Modeling mutational effects on biochemical phenotypes using convolutional neural networks: application to SARS-CoV-2

iScience. 2022 Jul 15;25(7):104500. doi: 10.1016/j.isci.2022.104500. Epub 2022 Jun 2.

Abstract

Deep mutational scanning (DMS) experiments have been performed on SARS-CoV-2's spike receptor-binding domain (RBD) and human angiotensin-converting enzyme 2 (ACE2) zinc-binding peptidase domain-both central players in viral infection and evolution and antibody evasion-quantifying how mutations impact biochemical phenotypes. We modeled biochemical phenotypes from massively parallel assays, using neural networks trained on protein sequence mutations in the virus and human host. Neural networks were significantly predictive of binding affinity, protein expression, and antibody escape, learning complex interactions and higher-order features that are difficult to capture with conventional methods from structural biology.
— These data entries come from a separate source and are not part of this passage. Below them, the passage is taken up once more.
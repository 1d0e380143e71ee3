mod cli;

use std::sync::Arc;

use anyhow::{Context, bail};
use clap::Parser;
use neat_core::Feed;
use neat_feed::FeedService;
use neat_gateway::{AdminKey, App, AppState, Shutdown};
use neat_generator::RandomGenerator;
use neat_storage::JsonFileStore;
use tower_http::trace::TraceLayer;
use tracing::info;
use tracing_subscriber::EnvFilter;
use tracing_subscriber::layer::SubscriberExt;
use tracing_subscriber::util::SubscriberInitExt;

use crate::cli::Cli;

#[tokio::main]
async fn main() -> anyhow::Result<()> {
    tracing_subscriber::registry()
        .with(EnvFilter::try_from_default_env().unwrap_or_else(|_| "info".into()))
        .with(tracing_subscriber::fmt::layer())
        .init();

    let cli = Cli::parse();
    let listen_addr = cli.listen_addr();

    let admin_key = AdminKey::load(&cli.admin_key_file)
        .context("an admin key is required to add content")?;
    info!(path = %cli.admin_key_file.display(), "found admin key");

    let feed = FeedService::new(
        JsonFileStore::new(&cli.storage_file),
        RandomGenerator::new(),
        cli.feed_settings(),
    );
    feed.verify()
        .await
        .with_context(|| format!("couldn't load {}", cli.storage_file.display()))?;

    let shutdown = Arc::new(Shutdown::default());
    let state = AppState::builder()
        .feed(Arc::new(feed))
        .admin_key(Arc::new(admin_key))
        .static_dir(cli.static_dir.clone())
        .shutdown(Arc::clone(&shutdown))
        .build();

    let app = App::router(state).layer(TraceLayer::new_for_http());

    let listener = tokio::net::TcpListener::bind(listen_addr).await?;
    info!(
        listen_addr = %listener.local_addr()?,
        storage_file = %cli.storage_file.display(),
        static_dir = %cli.static_dir.display(),
        "starting neat server"
    );

    axum::serve(listener, app)
        .with_graceful_shutdown({
            let shutdown = Arc::clone(&shutdown);
            async move {
                tokio::select! {
                    _ = tokio::signal::ctrl_c() => info!("received ctrl-c, shutting down"),
                    _ = shutdown.tripped() => {}
                }
            }
        })
        .await?;

    if shutdown.is_tripped() {
        bail!("stopped after finding a corrupt store");
    }
    Ok(())
}
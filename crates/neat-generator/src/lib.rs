pub mod seq;

use neat_core::ShortId;
use std::iter;
use typed_builder::TypedBuilder;

/// Open Location Code base-20 alphabet plus E, L, S and T. No vowels that
/// form words, no look-alike characters.
pub const ID_ALPHABET: &[u8] = b"23456789CEFGHJLMPQRSTVWX";

/// Default number of characters in a generated id.
pub const DEFAULT_ID_LENGTH: usize = 6;

/// Trait for generating short ids.
///
/// Implementations are pure generators that don't interact with storage.
pub trait Generator: Send + Sync + 'static {
    /// Generates an id for a new short.
    fn generate(&self) -> ShortId;
}

/// Generates random ids from [`ID_ALPHABET`].
///
/// With six characters there are 24^6 (about 190 million) ids, so a collision
/// among a personal feed's shorts is unlikely but possible.
#[derive(Debug, Clone, TypedBuilder)]
pub struct RandomGenerator {
    #[builder(default = DEFAULT_ID_LENGTH)]
    length: usize,
}

impl RandomGenerator {
    pub fn new() -> Self {
        Self::builder().build()
    }

    pub fn length(&self) -> usize {
        self.length
    }
}

impl Default for RandomGenerator {
    fn default() -> Self {
        Self::new()
    }
}

impl Generator for RandomGenerator {
    fn generate(&self) -> ShortId {
        let id: String = iter::repeat_with(|| {
            ID_ALPHABET[rand::random_range(0..ID_ALPHABET.len())] as char
        })
        .take(self.length)
        .collect();
        ShortId::new(id)
    }
}

#[cfg(test)]
mod tests {
    use super::*;

    #[test]
    fn random_ids_use_alphabet() {
        let generator = RandomGenerator::new();

        for _ in 0..100 {
            let id = generator.generate();
            assert_eq!(id.as_str().len(), DEFAULT_ID_LENGTH);
            assert!(id.as_str().bytes().all(|b| ID_ALPHABET.contains(&b)));
        }
    }

    #[test]
    fn custom_length() {
        let generator = RandomGenerator::builder().length(10).build();
        assert_eq!(generator.length(), 10);
        assert_eq!(generator.generate().as_str().len(), 10);
    }

    #[test]
    fn random_ids_vary() {
        let generator = RandomGenerator::new();
        let first = generator.generate();
        // 24^6 possibilities; ten identical draws in a row would mean a broken rng.
        assert!((0..10).any(|_| generator.generate() != first));
    }

    #[test]
    fn generator_is_send_sync() {
        fn assert_send_sync<T: Send + Sync>() {}
        assert_send_sync::<RandomGenerator>();
    }
}
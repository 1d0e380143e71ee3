use crate::Generator;
use neat_core::ShortId;
use std::sync::atomic::{AtomicU64, Ordering};

/// A deterministic generator producing "seq000000", "seq000001", ...
///
/// Useful for fixtures and tests where ids must be predictable. Ids are unique
/// within a single instance only.
#[derive(Debug)]
pub struct SeqGenerator {
    counter: AtomicU64,
    prefix: String,
}

impl SeqGenerator {
    pub fn with_prefix(prefix: impl Into<String>) -> Self {
        Self::with_offset(prefix, 0)
    }

    /// Starts counting at `offset`, e.g. to continue after ids already stored.
    pub fn with_offset(prefix: impl Into<String>, offset: u64) -> Self {
        Self {
            counter: AtomicU64::new(offset),
            prefix: prefix.into(),
        }
    }
}

impl Generator for SeqGenerator {
    fn generate(&self) -> ShortId {
        let count = self.counter.fetch_add(1, Ordering::SeqCst);
        ShortId::new(format!("{}{:06}", self.prefix, count))
    }
}
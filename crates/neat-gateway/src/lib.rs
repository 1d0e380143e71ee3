//! HTTP surface of the Neat content service.
//!
//! # Architecture
//!
//! - **App**: the axum router and its routes
//! - **AppState**: the shared [`Feed`](neat_core::Feed), admin key, shorts
//!   renderer and shutdown trigger handed to every handler
//! - **Handlers**: one module per endpoint group
//! - **Render**: the HTML page for released shorts

pub mod admin;
pub mod app;
pub mod error;
mod handlers;
pub mod model;
pub mod render;
pub mod state;

pub use self::admin::AdminKey;
pub use self::app::App;
pub use self::error::AppError;
pub use self::render::{RenderError, ShortsPage, ShortsRenderer};
pub use self::state::{AppState, Shutdown};
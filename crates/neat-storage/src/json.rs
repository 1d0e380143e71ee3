use async_trait::async_trait;
use neat_core::store::{ContentStore, Result};
use neat_core::{ContentStorage, StoreError};
use std::ffi::OsString;
use std::io::ErrorKind;
use std::path::{Path, PathBuf};
use tracing::{debug, error, trace, warn};

/// Stores the whole [`ContentStorage`] as a single JSON file.
///
/// Saves go to a hidden sibling file first and are then renamed over the
/// target, so a reader never sees a partially written document. There is no
/// file locking: only one process may own the file.
#[derive(Debug, Clone)]
pub struct JsonFileStore {
    path: PathBuf,
}

impl JsonFileStore {
    pub fn new(path: impl Into<PathBuf>) -> Self {
        Self { path: path.into() }
    }

    /// Returns the path of the backing file.
    pub fn path(&self) -> &Path {
        &self.path
    }

    fn temp_path(&self) -> PathBuf {
        let mut name = OsString::from(".");
        name.push(self.path.file_name().unwrap_or_else(|| "content".as_ref()));
        name.push(".tmp");
        self.path.with_file_name(name)
    }
}

#[async_trait]
impl ContentStore for JsonFileStore {
    async fn load(&self) -> Result<ContentStorage> {
        trace!(path = %self.path.display(), "Loading content document");

        let data = match tokio::fs::read(&self.path).await {
            Ok(data) => data,
            Err(e) if e.kind() == ErrorKind::NotFound => {
                debug!(path = %self.path.display(), "Content document absent, starting empty");
                return Ok(ContentStorage::default());
            }
            Err(e) => {
                warn!(path = %self.path.display(), error = %e, "Content document unreadable");
                return Err(io_error(&self.path, e));
            }
        };

        if data.iter().all(u8::is_ascii_whitespace) {
            debug!(path = %self.path.display(), "Content document empty");
            return Ok(ContentStorage::default());
        }

        serde_json::from_slice(&data).map_err(|e| {
            error!(path = %self.path.display(), error = %e, "Content document failed to parse");
            StoreError::Corrupt(format!("{}: {e}", self.path.display()))
        })
    }

    async fn save(&self, storage: &ContentStorage) -> Result<()> {
        let data = serde_json::to_vec(storage)
            .map_err(|e| StoreError::Io(format!("serialize content: {e}")))?;

        let temp = self.temp_path();
        tokio::fs::write(&temp, &data)
            .await
            .map_err(|e| io_error(&temp, e))?;
        tokio::fs::rename(&temp, &self.path)
            .await
            .map_err(|e| io_error(&self.path, e))?;

        debug!(
            path = %self.path.display(),
            links = storage.links.len(),
            shorts = storage.shorts.len(),
            "Saved content document"
        );
        Ok(())
    }
}

fn io_error(path: &Path, err: std::io::Error) -> StoreError {
    StoreError::Io(format!("{}: {err}", path.display()))
}
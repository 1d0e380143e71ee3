mod add;
mod all;
mod fallback;
mod health;
mod links;
mod shorts;

pub use add::add_handler;
pub use all::all_handler;
pub use fallback::{invalid_method_handler, not_found_handler};
pub use health::health_handler;
pub use links::links_handler;
pub use shorts::shorts_handler;

use axum::Form;
use axum::extract::rejection::FormRejection;

use crate::error::AppError;

fn parse_form<T>(form: Result<Form<T>, FormRejection>) -> Result<T, AppError> {
    form.map(|Form(form)| form).map_err(|rejection| {
        tracing::debug!(error = %rejection, "unreadable form body");
        AppError::BadRequest("Some sort of form parsing error".to_string())
    })
}
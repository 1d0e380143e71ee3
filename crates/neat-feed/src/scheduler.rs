use crate::settings::FeedSettings;
use jiff::{RoundMode, SignedDuration, Timestamp, TimestampRound, Unit};
use neat_core::{CoreError, Short};
use tracing::debug;

/// Picks release times for new shorts so the feed never bursts.
///
/// A short is never released sooner than `separation` after the latest
/// release already scheduled. Pushed-back releases get a small random delay
/// so they don't land on identical timestamps.
#[derive(Debug, Clone, Copy)]
pub struct ReleaseScheduler {
    separation: SignedDuration,
    jitter_secs: u32,
}

impl ReleaseScheduler {
    pub fn new(separation: SignedDuration, jitter_secs: u32) -> Self {
        Self {
            separation,
            jitter_secs,
        }
    }

    pub fn from_settings(settings: &FeedSettings) -> Self {
        Self::new(settings.release_separation, settings.release_jitter_secs)
    }

    /// The release time requested by an author at `now`.
    ///
    /// `0` hours means immediately (to the second). Otherwise the release is
    /// that many hours after the start of the current hour.
    pub fn candidate_release(&self, now: Timestamp, release_hours: u64) -> Result<Timestamp, CoreError> {
        if release_hours == 0 {
            return Ok(truncate(now, Unit::Second));
        }

        let out_of_range = || CoreError::ReleaseOutOfRange(format!("{release_hours} hours"));
        let seconds = i64::try_from(release_hours)
            .ok()
            .and_then(|hours| hours.checked_mul(3600))
            .ok_or_else(out_of_range)?;

        truncate(now, Unit::Hour)
            .checked_add(SignedDuration::from_secs(seconds))
            .map_err(|_| out_of_range())
    }

    /// The earliest valid release time at or after `candidate`, given the
    /// shorts already scheduled.
    ///
    /// Only the latest existing release matters. If `candidate` is within
    /// `separation` of it, the release moves to exactly `latest + separation`
    /// plus jitter; otherwise `candidate` is returned unchanged.
    pub fn next_valid_release_time(&self, candidate: Timestamp, shorts: &[Short]) -> Timestamp {
        let Some(latest) = shorts.iter().map(|short| short.release_date).max() else {
            return candidate;
        };

        let earliest = latest.checked_add(self.separation).unwrap_or(Timestamp::MAX);
        if earliest <= candidate {
            return candidate;
        }

        let release = earliest.checked_add(self.jitter()).unwrap_or(earliest);
        debug!(%candidate, %latest, %release, "Release pushed back to keep separation");
        release
    }

    fn jitter(&self) -> SignedDuration {
        if self.jitter_secs == 0 {
            return SignedDuration::ZERO;
        }
        SignedDuration::from_secs(i64::from(rand::random_range(0..self.jitter_secs)))
    }
}

/// Truncates `timestamp` to a whole `unit`.
pub(crate) fn truncate(timestamp: Timestamp, unit: Unit) -> Timestamp {
    timestamp
        .round(TimestampRound::new().smallest(unit).mode(RoundMode::Trunc))
        .unwrap_or(timestamp)
}
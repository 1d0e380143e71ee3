//! Storage backends for the Neat content document.

pub mod json;
pub mod memory;

pub use json::JsonFileStore;
pub use memory::InMemoryStore;
pub use neat_core::store::{ContentStore, Result};
pub use neat_core::StoreError;
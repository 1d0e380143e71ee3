//! HTML page for released shorts.
//!
//! Rendering uses [maud](https://maud.lambda.xyz/), so every title and
//! paragraph is escaped.

use maud::{DOCTYPE, Markup, html};
use neat_core::Short;

#[derive(Debug, Clone, thiserror::Error)]
#[error("{0}")]
pub struct RenderError(pub String);

/// Turns the visible shorts into a page body.
pub trait ShortsRenderer: Send + Sync + 'static {
    fn render(&self, shorts: &[Short]) -> Result<String, RenderError>;
}

const PAGE_CSS: &str = r#"
body{font-family:-apple-system,BlinkMacSystemFont,"Segoe UI",Roboto,sans-serif;line-height:1.6;max-width:680px;margin:0 auto;padding:1.5rem 1rem;color:#111;background:#fafafa}
article{margin-bottom:2.5rem}
h2{margin-bottom:.25rem}
time{color:#999;font-size:.85rem}
"#;

/// The default `/shorts` page.
#[derive(Debug, Clone, Copy, Default)]
pub struct ShortsPage;

impl ShortsPage {
    fn markup(shorts: &[Short]) -> Markup {
        html! {
            (DOCTYPE)
            html lang="en" {
                head {
                    meta charset="utf-8";
                    meta name="viewport" content="width=device-width, initial-scale=1";
                    title { "Shorts" }
                    style { (PAGE_CSS) }
                }
                body {
                    main {
                        @if shorts.is_empty() {
                            p { "Nothing here yet." }
                        }
                        @for short in shorts {
                            article id=(short.id.as_str()) {
                                h2 { (short.title) }
                                time datetime=(short.release_date.to_string()) {
                                    (short.release_date.strftime("%B %-d, %Y").to_string())
                                }
                                @for paragraph in paragraphs(&short.content) {
                                    p { (paragraph) }
                                }
                            }
                        }
                    }
                }
            }
        }
    }
}

impl ShortsRenderer for ShortsPage {
    fn render(&self, shorts: &[Short]) -> Result<String, RenderError> {
        Ok(Self::markup(shorts).into_string())
    }
}

/// Splits `content` on blank lines. Line endings are normalised first and
/// empty paragraphs dropped.
fn paragraphs(content: &str) -> Vec<String> {
    content
        .replace("\r\n", "\n")
        .split("\n\n")
        .map(str::trim)
        .filter(|p| !p.is_empty())
        .map(str::to_string)
        .collect()
}

#[cfg(test)]
mod tests {
    use super::*;
    use neat_core::ShortId;

    fn short(title: &str, content: &str) -> Short {
        Short {
            title: title.to_string(),
            content: content.to_string(),
            id: ShortId::new("C2C2C2"),
            release_date: "2024-05-01T10:00:00Z".parse().unwrap(),
            ..Default::default()
        }
    }

    #[test]
    fn splits_on_blank_lines() {
        assert_eq!(
            paragraphs("one\r\n\r\ntwo\nstill two\n\n\n\nthree"),
            ["one", "two\nstill two", "three"]
        );
        assert!(paragraphs("  \n\n ").is_empty());
    }

    #[test]
    fn renders_titles_and_paragraphs() {
        let page = ShortsPage
            .render(&[short("Hello", "first\n\nsecond")])
            .unwrap();

        assert!(page.starts_with("<!DOCTYPE html>"));
        assert!(page.contains("<h2>Hello</h2>"));
        assert!(page.contains("<p>first</p>"));
        assert!(page.contains("<p>second</p>"));
        assert!(page.contains("May 1, 2024"));
        assert!(page.contains(r#"id="C2C2C2""#));
    }

    #[test]
    fn escapes_user_content() {
        let page = ShortsPage
            .render(&[short("<b>bold</b>", "<script>alert(1)</script>")])
            .unwrap();

        assert!(!page.contains("<script>alert"));
        assert!(page.contains("&lt;script&gt;"));
        assert!(page.contains("&lt;b&gt;bold&lt;/b&gt;"));
    }

    #[test]
    fn empty_feed_has_placeholder() {
        let page = ShortsPage.render(&[]).unwrap();
        assert!(page.contains("Nothing here yet."));
    }
}
#[cfg(test)]
mod tests {
    use super::*;
    use jiff::{SignedDuration, Timestamp};
    use neat_core::{ManualClock, ShortId, StoreError};
    use neat_generator::seq::SeqGenerator;
    use neat_storage::InMemoryStore;
    use std::sync::atomic::{AtomicUsize, Ordering};
    use std::sync::Arc;

    type TestFeed = FeedService<InMemoryStore, SeqGenerator, ManualClock>;

    fn start() -> Timestamp {
        "2024-05-01T10:17:23.456Z".parse().unwrap()
    }

    fn link(url: &str) -> Link {
        Link {
            url: url.to_string(),
            description: "IDK".to_string(),
            ..Default::default()
        }
    }

    fn test_feed(storage: ContentStorage) -> (TestFeed, InMemoryStore, ManualClock) {
        let store = InMemoryStore::with_storage(storage);
        let clock = ManualClock::new(start());
        let feed = FeedService::with_clock(
            store.clone(),
            SeqGenerator::with_prefix("s"),
            FeedSettings::builder()
                .short_link_base("https://links.example.com/")
                .build(),
            clock.clone(),
        );
        (feed, store, clock)
    }

    fn with_links(n: usize) -> ContentStorage {
        ContentStorage {
            links: (1..=n).map(|i| link(&format!("testing{i}"))).collect(),
            ..Default::default()
        }
    }

    fn new_short(hours: &str) -> NewShort {
        NewShort::new("title", "content", hours).unwrap()
    }

    #[tokio::test]
    async fn public_links_window() {
        let (feed, _store, _clock) = test_feed(with_links(6));

        let links = feed.public_links().await.unwrap();
        assert_eq!(links.len(), 5);
        assert!(links.iter().all(|l| l.url != "testing1"));
        assert_eq!(links[4].url, "testing6");
    }

    #[tokio::test]
    async fn public_links_fewer_than_window() {
        let (feed, _store, _clock) = test_feed(with_links(3));
        assert_eq!(feed.public_links().await.unwrap().len(), 3);

        let (empty, _store, _clock) = test_feed(ContentStorage::default());
        assert!(empty.public_links().await.unwrap().is_empty());
    }

    #[tokio::test]
    async fn public_links_served_from_cache_until_write() {
        let (feed, store, _clock) = test_feed(with_links(2));
        assert_eq!(feed.public_links().await.unwrap().len(), 2);

        // Change the document behind the service's back: the cached view stays.
        store.save(&with_links(4)).await.unwrap();
        assert_eq!(feed.public_links().await.unwrap().len(), 2);

        // A write through the service invalidates and recomputes.
        feed.add_link(NewLink::new("new", "https://example.com").unwrap())
            .await
            .unwrap();
        let links = feed.public_links().await.unwrap();
        assert_eq!(links.len(), 5);
        assert_eq!(links[4].url, "https://example.com");
    }

    #[tokio::test]
    async fn add_link_appends_and_stamps() {
        let (feed, store, _clock) = test_feed(with_links(1));

        let added = feed
            .add_link(NewLink::new("somethingNew", "testing2").unwrap())
            .await
            .unwrap();

        assert_eq!(added.add_date, "2024-05-01T10:17:23.456Z".parse().unwrap());
        let stored = store.snapshot();
        assert_eq!(stored.links.len(), 2);
        assert_eq!(stored.links[1], added);
    }

    #[tokio::test]
    async fn immediate_short_is_visible() {
        let (feed, store, _clock) = test_feed(ContentStorage::default());
        assert!(feed.visible_shorts().await.unwrap().is_empty());

        let added = feed.add_short(new_short("0")).await.unwrap();
        assert_eq!(added.id, ShortId::new("s000000"));
        assert_eq!(added.release_date, "2024-05-01T10:17:23Z".parse().unwrap());
        assert!(!added.pinned);
        assert_eq!(added.kept, 0);

        let visible = feed.visible_shorts().await.unwrap();
        assert_eq!(visible.len(), 1);
        assert_eq!(visible[0], added);
        assert_eq!(store.snapshot().shorts.len(), 1);
    }

    #[tokio::test]
    async fn second_short_same_day_is_separated() {
        let (feed, _store, clock) = test_feed(ContentStorage::default());

        let first = feed.add_short(new_short("0")).await.unwrap();
        clock.advance(SignedDuration::from_hours(3));
        let second = feed.add_short(new_short("0")).await.unwrap();

        let lower = first.release_date + SignedDuration::from_hours(24);
        assert!(second.release_date >= lower);
        assert!(second.release_date < lower + SignedDuration::from_secs(300));

        // Only the first one is public.
        let visible = feed.visible_shorts().await.unwrap();
        assert_eq!(visible.len(), 1);
        assert_eq!(visible[0].id, first.id);
    }

    #[tokio::test]
    async fn scheduled_short_appears_after_release_and_refresh() {
        let (feed, _store, clock) = test_feed(ContentStorage::default());

        let added = feed.add_short(new_short("1")).await.unwrap();
        assert_eq!(added.release_date, "2024-05-01T11:00:00Z".parse().unwrap());
        // Computed at 10:17:23.456, fresh until 11:17:23.456.
        assert!(feed.visible_shorts().await.unwrap().is_empty());

        // Released, but the cached view is still within its staleness budget.
        clock.set("2024-05-01T11:00:30Z".parse().unwrap());
        assert!(feed.visible_shorts().await.unwrap().is_empty());

        // Budget spent: the view is recomputed without any write.
        clock.set("2024-05-01T11:17:24Z".parse().unwrap());
        let visible = feed.visible_shorts().await.unwrap();
        assert_eq!(visible.len(), 1);
        assert_eq!(visible[0].id, added.id);
    }

    #[tokio::test]
    async fn visible_shorts_newest_first_and_capped() {
        let storage = ContentStorage {
            shorts: (0..12)
                .map(|i| Short {
                    id: ShortId::new(format!("id{i:02}")),
                    release_date: start() - SignedDuration::from_hours(24 * (12 - i)),
                    ..Default::default()
                })
                .collect(),
            ..Default::default()
        };
        let (feed, _store, _clock) = test_feed(storage);

        let visible = feed.visible_shorts().await.unwrap();
        assert_eq!(visible.len(), 10);
        assert_eq!(visible[0].id.as_str(), "id11");
        assert_eq!(visible[9].id.as_str(), "id02");
    }

    #[tokio::test]
    async fn out_of_range_release_changes_nothing() {
        let (feed, store, _clock) = test_feed(ContentStorage::default());

        let err = feed
            .add_short(NewShort::new("t", "c", "999999999999").unwrap())
            .await
            .unwrap_err();
        assert!(matches!(err, FeedError::Invalid(_)));
        assert!(store.snapshot().shorts.is_empty());
    }

    #[tokio::test]
    async fn export_returns_everything() {
        let (feed, _store, _clock) = test_feed(with_links(6));
        feed.add_short(new_short("0")).await.unwrap();

        let all = feed.export().await.unwrap();
        assert_eq!(all.links.len(), 6);
        assert_eq!(all.shorts.len(), 1);
    }

    #[tokio::test]
    async fn concurrent_writers_lose_nothing() {
        let (feed, store, _clock) = test_feed(ContentStorage::default());
        let feed = Arc::new(feed);

        let mut handles = vec![];
        for i in 0..20 {
            let feed = Arc::clone(&feed);
            handles.push(tokio::spawn(async move {
                feed.add_link(NewLink::new("d", format!("https://example{i}.com")).unwrap())
                    .await
                    .unwrap();
                feed.public_links().await.unwrap();
            }));
        }
        for handle in handles {
            handle.await.unwrap();
        }

        assert_eq!(store.snapshot().links.len(), 20);
        assert_eq!(feed.public_links().await.unwrap().len(), 5);
    }

    /// A store whose document never parses.
    #[derive(Default)]
    struct CorruptStore {
        saves: AtomicUsize,
    }

    #[async_trait]
    impl ContentStore for CorruptStore {
        async fn load(&self) -> neat_core::store::Result<ContentStorage> {
            Err(StoreError::Corrupt("unexpected end of input".to_string()))
        }

        async fn save(&self, _storage: &ContentStorage) -> neat_core::store::Result<()> {
            self.saves.fetch_add(1, Ordering::SeqCst);
            Ok(())
        }
    }

    #[tokio::test]
    async fn corrupt_store_is_fatal_and_never_saved_over() {
        let feed = FeedService::new(
            CorruptStore::default(),
            SeqGenerator::with_prefix("s"),
            FeedSettings::default(),
        );

        assert!(feed.verify().await.unwrap_err().is_fatal());
        assert!(feed.public_links().await.unwrap_err().is_fatal());
        assert!(feed.visible_shorts().await.unwrap_err().is_fatal());

        let err = feed
            .add_link(NewLink::new("d", "https://example.com").unwrap())
            .await
            .unwrap_err();
        assert!(err.is_fatal());
        let err = feed.add_short(new_short("0")).await.unwrap_err();
        assert!(err.is_fatal());

        assert_eq!(feed.store().saves.load(Ordering::SeqCst), 0);
    }

    /// A store whose document exists but cannot be read.
    #[derive(Default)]
    struct UnreadableStore {
        saves: AtomicUsize,
    }

    #[async_trait]
    impl ContentStore for UnreadableStore {
        async fn load(&self) -> neat_core::store::Result<ContentStorage> {
            Err(StoreError::Io("permission denied".to_string()))
        }

        async fn save(&self, _storage: &ContentStorage) -> neat_core::store::Result<()> {
            self.saves.fetch_add(1, Ordering::SeqCst);
            Ok(())
        }
    }

    #[tokio::test]
    async fn unreadable_store_serves_empty_views_but_refuses_writes() {
        let feed = FeedService::new(
            UnreadableStore::default(),
            SeqGenerator::with_prefix("s"),
            FeedSettings::default(),
        );

        assert!(feed.public_links().await.unwrap().is_empty());
        assert!(feed.visible_shorts().await.unwrap().is_empty());

        let err = feed
            .add_link(NewLink::new("d", "https://example.com").unwrap())
            .await
            .unwrap_err();
        assert!(matches!(err, FeedError::Store(StoreError::Io(_))));
        assert!(!err.is_fatal());
        assert!(feed.add_short(new_short("0")).await.is_err());
        assert!(feed.export().await.is_err());
        assert!(feed.verify().await.is_err());

        assert_eq!(feed.store().saves.load(Ordering::SeqCst), 0);
    }
}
Integrating the physicochemical properties of amino acids, such as hydrophobicity and long-range non-bonded energy per atom, significantly improved prediction (empirical p < 0.01). We observed concordance of the neural network predictions with molecular dynamics (multiple 500 ns or 1 μs all-atom) simulations of the spike protein-ACE2 interface, with critical implications for the use of deep learning to dissect molecular mechanisms.

Keywords: Computational intelligence; Computational molecular modeling; Health sciences.